Rufus Radcliffe STV Group

STV group chief Rufus Radcliffe

STV is to cull 10% of its workforce as part of the latest wave of cost-cutting measures announced today.

The Scottish broadcasting and production group unveiled a £3m savings programme to protect profitability in response to the deterioration in advertising and content commissioning markets.

The jobs cuts will impact 60 roles – approximately a tenth of total staff – with STV’s chief executive Rufus Radcliffe stating: “We have done everything we can to limit the impact of cost savings on our people.

“We are now going into consultation and are committed to supporting our people through this period of necessary change.”

The business recorded an adjusted operating profit decline of more than a third (37%) today in its interim results for the first six months of 2025, with profit at £6.7m, down from £10.6m last year.

However, its revenue remained broadly level at £90m compared with 2024.

“What today is about is taking steps to ensure that we are in a good position for when the market recovers and this includes a comprehensive cost savings plan,” Radcliffe told Broadcast.

The chief exec did not elaborate on which departments would be impacted by these job losses.

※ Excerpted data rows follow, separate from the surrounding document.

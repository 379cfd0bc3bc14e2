//! # tickwire-feed
//!
//! The exchange-facing adapter core: connects to the upstream pub/sub
//! service, normalizes ticker payloads, and fans them out to local
//! subscribers.
//!
//! ## Architecture
//!
//! ```text
//! transport session ──raw payload──► TickNormalizer ──Tick──► SubscriptionRegistry
//!        ▲                                                        │ matching()
//!        │ open / close / reconnect                               ▼
//!   TickerFeed (lifecycle state machine)              subscribers (on_tick)
//! ```
//!
//! - [`registry`] — thread-safe (kind, pair, subscriber) registry
//! - [`normalizer`] — positional payload → validated [`tickwire_core::Tick`]
//! - [`adapter`] — [`adapter::TickerFeed`] session lifecycle manager

pub mod adapter;
pub mod normalizer;
pub mod registry;

pub use adapter::{SessionState, TickerFeed};
pub use normalizer::{Normalized, SkipReason, TickNormalizer};
pub use registry::{SubscriptionRegistry, TickSubscriber};
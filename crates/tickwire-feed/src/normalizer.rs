//! Ticker payload normalization.
//!
//! The upstream feed delivers each ticker update as a fixed-order array of
//! ten untyped scalars:
//!
//! ```text
//! [pair, last, lowest_ask, highest_bid, percent_change,
//!  base_volume, quote_volume, frozen, high_24h, low_24h]
//! ```
//!
//! Failure handling is deliberately asymmetric. An instrument string that is
//! malformed or not in the recognized universe means this one update is not
//! for us — the payload is skipped with a diagnostic log and processing
//! continues. A malformed field *past* the instrument indicates the feed is
//! violating its format contract, so it propagates as a hard
//! [`FeedError::Payload`] naming the offending field.

use std::collections::HashSet;
use std::str::FromStr;

use rust_decimal::Decimal;
use tracing::debug;

use tickwire_core::error::FeedError;
use tickwire_core::time_util;
use tickwire_core::{CurrencyPair, PairParseError, Tick};

/// Number of positional fields in one ticker payload.
const FIELD_COUNT: usize = 10;

/// Field names by position, for error reporting.
const FIELD_NAMES: [&str; FIELD_COUNT] = [
    "pair",
    "last_price",
    "lowest_ask",
    "highest_bid",
    "percent_change",
    "base_volume",
    "quote_volume",
    "frozen",
    "high_24h",
    "low_24h",
];

/// Outcome of normalizing one payload.
#[derive(Debug, Clone, PartialEq)]
pub enum Normalized {
    /// A validated tick, ready for fan-out.
    Tick(Tick),
    /// The payload was discarded; not an error, not retried.
    Skip(SkipReason),
}

/// Why a payload was skipped.
#[derive(Debug, Clone, PartialEq)]
pub enum SkipReason {
    /// The instrument string did not parse at all.
    MalformedInstrument(PairParseError),
    /// The instrument parsed but is outside the recognized universe.
    UnrecognizedInstrument(CurrencyPair),
}

/// Converts raw positional payloads into [`Tick`] records.
///
/// Holds the exchange identity (fixed per adapter instance) and the set of
/// recognized instruments.
pub struct TickNormalizer {
    source: String,
    instruments: HashSet<CurrencyPair>,
}

impl TickNormalizer {
    pub fn new(source: impl Into<String>, instruments: impl IntoIterator<Item = CurrencyPair>) -> Self {
        Self {
            source: source.into(),
            instruments: instruments.into_iter().collect(),
        }
    }

    /// Which upstream source this normalizer stamps into its ticks.
    pub fn source(&self) -> &str {
        &self.source
    }

    /// Normalize one raw payload.
    ///
    /// The observation timestamp is stamped from the wall clock at the
    /// moment of processing — the feed itself carries no timestamp.
    pub fn normalize(&self, raw: &[serde_json::Value]) -> Result<Normalized, FeedError> {
        if raw.len() != FIELD_COUNT {
            return Err(FeedError::Payload {
                field: "payload",
                index: 0,
                detail: format!("expected {FIELD_COUNT} fields, got {}", raw.len()),
            });
        }

        let pair_str = raw[0].as_str().unwrap_or_default();
        let pair = match CurrencyPair::parse(pair_str) {
            Ok(pair) => pair,
            Err(e) => {
                debug!("skipping tick with malformed instrument `{pair_str}`: {e}");
                return Ok(Normalized::Skip(SkipReason::MalformedInstrument(e)));
            }
        };
        if !self.instruments.contains(&pair) {
            debug!("skipping tick for unrecognized instrument {pair}");
            return Ok(Normalized::Skip(SkipReason::UnrecognizedInstrument(pair)));
        }

        let tick = Tick {
            source: self.source.clone(),
            pair,
            received_at_s: time_util::now_s(),
            last_price: decimal_at(raw, 1)?,
            lowest_ask: decimal_at(raw, 2)?,
            highest_bid: decimal_at(raw, 3)?,
            percent_change: decimal_at(raw, 4)?,
            base_volume: decimal_at(raw, 5)?,
            quote_volume: decimal_at(raw, 6)?,
            is_frozen: decimal_at(raw, 7)? > Decimal::ZERO,
            high_24h: decimal_at(raw, 8)?,
            low_24h: decimal_at(raw, 9)?,
        };
        Ok(Normalized::Tick(tick))
    }
}

/// Read the positional field at `index` as an exact decimal.
///
/// Feeds encode numerics as either JSON strings (`"0.051"`) or native
/// numbers; both are accepted. Anything else is a feed-format contract
/// violation and becomes a hard error naming the field.
fn decimal_at(raw: &[serde_json::Value], index: usize) -> Result<Decimal, FeedError> {
    let field = FIELD_NAMES[index];
    let v = &raw[index];

    let parsed = if let Some(s) = v.as_str() {
        parse_decimal(s)
    } else if v.is_number() {
        parse_decimal(&v.to_string())
    } else {
        None
    };

    parsed.ok_or_else(|| FeedError::Payload {
        field,
        index,
        detail: format!("not a decimal: {v}"),
    })
}

/// Parse a decimal string, falling back to scientific notation — serde_json
/// renders small native numbers as e.g. `1.5e-9`, which plain `from_str`
/// rejects.
fn parse_decimal(s: &str) -> Option<Decimal> {
    Decimal::from_str(s)
        .or_else(|_| Decimal::from_scientific(s))
        .ok()
}

#[cfg(test)]
mod tests {
    use super::*;
    use rust_decimal_macros::dec;
    use serde_json::json;

    fn normalizer() -> TickNormalizer {
        TickNormalizer::new(
            "poloniex",
            [
                CurrencyPair::new("BTC", "ETH"),
                CurrencyPair::new("BTC", "XMR"),
            ],
        )
    }

    fn valid_payload() -> Vec<serde_json::Value> {
        vec![
            json!("BTC_ETH"),
            json!("0.05"),
            json!("0.051"),
            json!("0.049"),
            json!("0.02"),
            json!("100"),
            json!("5"),
            json!("0"),
            json!("0.06"),
            json!("0.04"),
        ]
    }

    #[test]
    fn valid_payload_round_trips_exactly() {
        let out = normalizer().normalize(&valid_payload()).unwrap();
        let Normalized::Tick(tick) = out else {
            panic!("expected a tick");
        };

        assert_eq!(tick.source, "poloniex");
        assert_eq!(tick.pair, CurrencyPair::new("BTC", "ETH"));
        assert_eq!(tick.last_price, dec!(0.05));
        assert_eq!(tick.lowest_ask, dec!(0.051));
        assert_eq!(tick.highest_bid, dec!(0.049));
        assert_eq!(tick.percent_change, dec!(0.02));
        assert_eq!(tick.base_volume, dec!(100));
        assert_eq!(tick.quote_volume, dec!(5));
        assert!(!tick.is_frozen);
        assert_eq!(tick.high_24h, dec!(0.06));
        assert_eq!(tick.low_24h, dec!(0.04));
        assert!(tick.received_at_s > 0);
    }

    #[test]
    fn high_precision_strings_do_not_lose_digits() {
        let mut payload = valid_payload();
        payload[1] = json!("0.000000012345678901");
        let Normalized::Tick(tick) = normalizer().normalize(&payload).unwrap() else {
            panic!("expected a tick");
        };
        assert_eq!(tick.last_price, Decimal::from_str("0.000000012345678901").unwrap());
    }

    #[test]
    fn frozen_iff_flag_greater_than_zero() {
        for (value, expected) in [(json!("0"), false), (json!("1"), true), (json!(2), true)] {
            let mut payload = valid_payload();
            payload[7] = value;
            let Normalized::Tick(tick) = normalizer().normalize(&payload).unwrap() else {
                panic!("expected a tick");
            };
            assert_eq!(tick.is_frozen, expected);
        }
    }

    #[test]
    fn native_number_fields_accepted() {
        let mut payload = valid_payload();
        payload[5] = json!(100);
        let Normalized::Tick(tick) = normalizer().normalize(&payload).unwrap() else {
            panic!("expected a tick");
        };
        assert_eq!(tick.base_volume, dec!(100));
    }

    #[test]
    fn scientific_notation_is_accepted() {
        // serde_json renders small native numbers in scientific notation.
        for value in [json!(1.5e-9), json!("1.5e-9")] {
            let mut payload = valid_payload();
            payload[1] = value;
            let Normalized::Tick(tick) = normalizer().normalize(&payload).unwrap() else {
                panic!("expected a tick");
            };
            assert_eq!(tick.last_price, Decimal::from_str("0.0000000015").unwrap());
        }
    }

    #[test]
    fn malformed_instrument_is_a_skip() {
        let mut payload = valid_payload();
        payload[0] = json!("BTCETH");
        match normalizer().normalize(&payload).unwrap() {
            Normalized::Skip(SkipReason::MalformedInstrument(_)) => {}
            other => panic!("expected malformed-instrument skip, got {other:?}"),
        }
    }

    #[test]
    fn unrecognized_instrument_is_a_distinct_skip() {
        let mut payload = valid_payload();
        payload[0] = json!("XYZ_UNKNOWN");
        match normalizer().normalize(&payload).unwrap() {
            Normalized::Skip(SkipReason::UnrecognizedInstrument(pair)) => {
                assert_eq!(pair, CurrencyPair::new("XYZ", "UNKNOWN"));
            }
            other => panic!("expected unrecognized-instrument skip, got {other:?}"),
        }
    }

    #[test]
    fn non_string_instrument_is_a_skip() {
        let mut payload = valid_payload();
        payload[0] = json!(42);
        assert!(matches!(
            normalizer().normalize(&payload).unwrap(),
            Normalized::Skip(SkipReason::MalformedInstrument(_)),
        ));
    }

    #[test]
    fn malformed_numeric_field_is_a_hard_error() {
        let mut payload = valid_payload();
        payload[2] = json!("not-a-number");
        let err = normalizer().normalize(&payload).unwrap_err();
        match err {
            FeedError::Payload { field, index, .. } => {
                assert_eq!(field, "lowest_ask");
                assert_eq!(index, 2);
            }
            other => panic!("expected payload error, got {other:?}"),
        }
    }

    #[test]
    fn wrong_field_count_is_a_hard_error() {
        let payload = vec![json!("BTC_ETH"), json!("0.05")];
        assert!(normalizer().normalize(&payload).is_err());
    }
}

Following a trading update in July, which issued a profit warning, it is also understood the group implemented a recruitment freeze amid a reviewed of its STV Studios labels, leading to the decision today to cease investment in Mighty Productions and end development activity at STV Entertainment.

“We’ll continue to make Celebrity Catchphrase, Bridge of Lies and Celebrity Bridge of Lies” Radcliffe said. “They are very popular, much-loved shows and we’ll continue to make them but we announced no further development.

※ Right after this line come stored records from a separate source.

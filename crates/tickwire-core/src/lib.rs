//! # tickwire-core
//!
//! Core crate for the Tickwire market-data adapter, providing:
//!
//! - **Types** (`types`) — currency pairs, feed kinds, normalized tick records
//! - **Configuration** (`config`) — JSON config deserialization
//! - **Error types** (`error`) — domain-specific `FeedError` via thiserror
//! - **Session abstraction** (`session`) — transport / session / handler traits
//! - **WebSocket transport** (`ws`) — tokio-tungstenite session implementation
//! - **In-memory transport** (`memory`) — single-process hub for tests
//! - **Time utilities** (`time_util`) — epoch timestamps
//! - **Logging** (`logging`) — tracing-based structured logging

pub mod config;
pub mod error;
pub mod logging;
pub mod memory;
pub mod session;
pub mod time_util;
pub mod types;
pub mod ws;

// Re-export types at crate root for convenience.
pub use types::*;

“In terms of the future, we have a really strong mix of labels and very strong creative leaders and a good development pipeline, so we think we’ve got the right portfolio moving forward but this has been part of a much bigger cost savings plan for the whole organisation.”

STV’s operational changes also encapsulated a restructuring of STV’s broadcast and digital divisions, which was unveiled in May.

“These savings are being made in response to difficult trading conditions in the advertising and content commissioning markets, and a structural change in viewing habits, both of which are significantly impacting the business” said Radcliffe.

“We remain confident in the strategic direction and long-term ambitions for the company. Our priority is supporting our colleagues through the consultation period that started today.”